[Task instructions] Looking through the entries, count each line where the string "config" occurs, and write only the total.

########################################

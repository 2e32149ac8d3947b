//! Run registry: the only engine-wide shared structure
//!
//! Each run lives in its own [`RunSlot`] behind a per-run `RwLock`, so
//! writers to one run never contend with another. The registry map itself is
//! only write-locked for creation and removal.
//!
//! Lock order is run record → name index. The map lock is never held while
//! taking a run lock.

use crate::driver::DriveSignal;
use crate::error::{EngineError, Result};
use crate::lifecycle::RunTimer;
use crate::metrics::LatencyProfile;
use crate::types::{Run, RunId};
use chrono::{DateTime, Utc};
use indexmap::IndexMap;
use parking_lot::{Mutex, RwLock};
use std::collections::HashMap;
use std::sync::atomic::{AtomicUsize, Ordering};
use std::sync::Arc;
use std::time::Duration;
use tokio::sync::watch;

/// Authoritative state of one run, guarded as a unit
#[derive(Debug)]
pub(crate) struct RunRecord {
    pub run: Run,
    pub timer: RunTimer,
    pub latency: LatencyProfile,
    pub stopped_at: Option<DateTime<Utc>>,
}

/// A registered run and its driver control channel
#[derive(Debug)]
pub(crate) struct RunSlot {
    pub id: RunId,
    pub record: RwLock<RunRecord>,
    pub control: watch::Sender<DriveSignal>,
}

impl RunSlot {
    pub fn new(record: RunRecord) -> Self {
        let (control, _) = watch::channel(DriveSignal::Idle);
        Self {
            id: record.run.id,
            record: RwLock::new(record),
            control,
        }
    }
}

/// Id → run map plus the name index and active-slot counter
#[derive(Debug)]
pub(crate) struct RunRegistry {
    runs: RwLock<IndexMap<RunId, Arc<RunSlot>>>,
    /// Names held by non-terminal runs
    active_names: Mutex<HashMap<String, RunId>>,
    active_runs: AtomicUsize,
    lock_timeout: Duration,
}

impl RunRegistry {
    pub fn new(lock_timeout: Duration) -> Self {
        Self {
            runs: RwLock::new(IndexMap::new()),
            active_names: Mutex::new(HashMap::new()),
            active_runs: AtomicUsize::new(0),
            lock_timeout,
        }
    }

    /// Register a new run, claiming its name
    pub fn insert(&self, record: RunRecord) -> Result<Arc<RunSlot>> {
        let mut runs = self
            .runs
            .try_write_for(self.lock_timeout)
            .ok_or_else(|| EngineError::Busy("run registry".to_string()))?;

        let name = record.run.config.name.clone();
        let id = record.run.id;
        {
            let mut names = self.active_names.lock();
            if names.contains_key(&name) {
                return Err(EngineError::DuplicateName(name));
            }
            names.insert(name, id);
        }

        let slot = Arc::new(RunSlot::new(record));
        runs.insert(id, slot.clone());
        Ok(slot)
    }

    pub fn get(&self, id: RunId) -> Result<Arc<RunSlot>> {
        let runs = self
            .runs
            .try_read_for(self.lock_timeout)
            .ok_or_else(|| EngineError::Busy("run registry".to_string()))?;
        runs.get(&id).cloned().ok_or(EngineError::NotFound(id))
    }

    /// All slots in creation order
    pub fn slots(&self) -> Result<Vec<Arc<RunSlot>>> {
        let runs = self
            .runs
            .try_read_for(self.lock_timeout)
            .ok_or_else(|| EngineError::Busy("run registry".to_string()))?;
        Ok(runs.values().cloned().collect())
    }

    pub fn remove(&self, id: RunId) -> Result<Arc<RunSlot>> {
        let mut runs = self
            .runs
            .try_write_for(self.lock_timeout)
            .ok_or_else(|| EngineError::Busy("run registry".to_string()))?;
        runs.shift_remove(&id).ok_or(EngineError::NotFound(id))
    }

    pub fn len(&self) -> usize {
        self.runs.read().len()
    }

    /// Give up a name once its run is terminal
    pub fn release_name(&self, name: &str, id: RunId) {
        let mut names = self.active_names.lock();
        if names.get(name) == Some(&id) {
            names.remove(name);
        }
    }

    /// Claim one active-run slot if fewer than `limit` are taken
    pub fn try_acquire_active(&self, limit: usize) -> bool {
        self.active_runs
            .fetch_update(Ordering::AcqRel, Ordering::Acquire, |n| (n < limit).then_some(n + 1))
            .is_ok()
    }

    pub fn release_active(&self) {
        let _ = self
            .active_runs
            .fetch_update(Ordering::AcqRel, Ordering::Acquire, |n| n.checked_sub(1));
    }

    pub fn active_count(&self) -> usize {
        self.active_runs.load(Ordering::Acquire)
    }
}
//! Run export: delimited rows and structured snapshots
//!
//! Both formats are pure functions of a [`RunSnapshot`] taken under the run's
//! read lock, so a live run exports a consistent point-in-time view.

use crate::error::{EngineError, Result};
use crate::metrics::LatencyPercentiles;
use crate::types::Run;
use chrono::{DateTime, SecondsFormat, Utc};
use serde::{Deserialize, Serialize};
use std::collections::BTreeSet;
use std::fmt;
use std::str::FromStr;

/// Structured export schema version
pub const FORMAT_VERSION: u32 = 1;

/// Fixed leading CSV columns; tag columns follow
pub const CSV_COLUMNS: [&str; 5] = ["timestamp", "kind", "outcome_status", "latency_millis", "detail"];

/// Prefix of the flattened tag columns
pub const TAG_COLUMN_PREFIX: &str = "tag.";

/// Supported export formats
#[derive(Clone, Copy, Debug, PartialEq, Eq)]
pub enum ExportFormat {
    /// One row per event
    Csv,
    /// Full run including config and aggregate
    Json,
}

impl FromStr for ExportFormat {
    type Err = EngineError;

    fn from_str(s: &str) -> Result<Self> {
        match s.trim().to_ascii_lowercase().as_str() {
            "csv" => Ok(ExportFormat::Csv),
            "json" => Ok(ExportFormat::Json),
            other => Err(EngineError::UnsupportedFormat(other.to_string())),
        }
    }
}

impl fmt::Display for ExportFormat {
    fn fmt(&self, f: &mut fmt::Formatter<'_>) -> fmt::Result {
        match self {
            ExportFormat::Csv => f.write_str("csv"),
            ExportFormat::Json => f.write_str("json"),
        }
    }
}

/// Consistent point-in-time copy of a run
#[derive(Debug, Clone, PartialEq)]
pub struct RunSnapshot {
    pub run: Run,
    pub latency: LatencyPercentiles,
}

/// Structured export document
#[derive(Debug, Clone, PartialEq, Serialize, Deserialize)]
pub struct RunExport {
    pub format_version: u32,
    pub exported_at: DateTime<Utc>,
    pub run: Run,
    pub latency: LatencyPercentiles,
}

/// Serialize `snapshot` in `format`
pub fn export(snapshot: &RunSnapshot, format: ExportFormat, exported_at: DateTime<Utc>) -> Result<Vec<u8>> {
    match format {
        ExportFormat::Csv => write_csv(&snapshot.run),
        ExportFormat::Json => {
            let document = RunExport {
                format_version: FORMAT_VERSION,
                exported_at,
                run: snapshot.run.clone(),
                latency: snapshot.latency.clone(),
            };
            Ok(serde_json::to_vec_pretty(&document)?)
        }
    }
}

/// Parse a structured export back into its document
pub fn parse_structured(bytes: &[u8]) -> Result<RunExport> {
    let document: RunExport = serde_json::from_slice(bytes)?;
    if document.format_version > FORMAT_VERSION {
        return Err(EngineError::Serialization(format!(
            "export format version {} is newer than supported {}",
            document.format_version, FORMAT_VERSION
        )));
    }
    Ok(document)
}

fn write_csv(run: &Run) -> Result<Vec<u8>> {
    let tag_keys: BTreeSet<&str> = run
        .log
        .iter()
        .flat_map(|event| event.tags.keys().map(String::as_str))
        .collect();

    let mut writer = csv::Writer::from_writer(Vec::new());

    let header = CSV_COLUMNS
        .iter()
        .map(|c| c.to_string())
        .chain(tag_keys.iter().map(|k| format!("{}{}", TAG_COLUMN_PREFIX, k)));
    writer.write_record(header)?;

    for event in &run.log {
        let mut row = vec![
            event.timestamp.to_rfc3339_opts(SecondsFormat::Millis, true),
            event.kind.to_string(),
            event.outcome_status.clone(),
            event.latency_millis.map(|l| l.to_string()).unwrap_or_default(),
            event.detail.clone(),
        ];
        row.extend(
            tag_keys
                .iter()
                .map(|key| event.tags.get(*key).cloned().unwrap_or_default()),
        );
        writer.write_record(&row)?;
    }

    writer
        .into_inner()
        .map_err(|e| EngineError::Serialization(e.to_string()))
}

########################################

[Task output] 2